DIRECTIONS :: The lines to return are the one containing "records and orphans." and all that follow it in the entries below, duplicated exactly and nothing else.

Dataset entries
((

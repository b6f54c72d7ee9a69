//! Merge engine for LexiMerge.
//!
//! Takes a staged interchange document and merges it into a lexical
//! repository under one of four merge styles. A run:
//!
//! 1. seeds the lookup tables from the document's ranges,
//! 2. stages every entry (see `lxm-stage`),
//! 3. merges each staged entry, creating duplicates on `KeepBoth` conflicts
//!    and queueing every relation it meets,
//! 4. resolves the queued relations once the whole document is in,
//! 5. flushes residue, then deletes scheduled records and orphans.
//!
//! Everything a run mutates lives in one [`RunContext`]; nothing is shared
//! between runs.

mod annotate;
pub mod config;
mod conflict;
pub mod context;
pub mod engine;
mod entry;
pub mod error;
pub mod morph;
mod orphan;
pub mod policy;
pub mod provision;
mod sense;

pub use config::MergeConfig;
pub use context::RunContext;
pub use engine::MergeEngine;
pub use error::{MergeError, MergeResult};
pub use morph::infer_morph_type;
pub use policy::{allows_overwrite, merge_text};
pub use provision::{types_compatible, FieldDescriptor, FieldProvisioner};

))

RESPONSE TO THIS EXERCISE ::
//! 5. flushes residue, then deletes scheduled records and orphans.
//!
//! Everything a run mutates lives in one [`RunContext`]; nothing is shared
//! between runs.

mod annotate;
pub mod config;
mod conflict;
pub mod context;
pub mod engine;
mod entry;
pub mod error;
pub mod morph;
mod orphan;
pub mod policy;
pub mod provision;
mod sense;

pub use config::MergeConfig;
pub use context::RunContext;
pub use engine::MergeEngine;
pub use error::{MergeError, MergeResult};
pub use morph::infer_morph_type;
pub use policy::{allows_overwrite, merge_text};
pub use provision::{types_compatible, FieldDescriptor, FieldProvisioner};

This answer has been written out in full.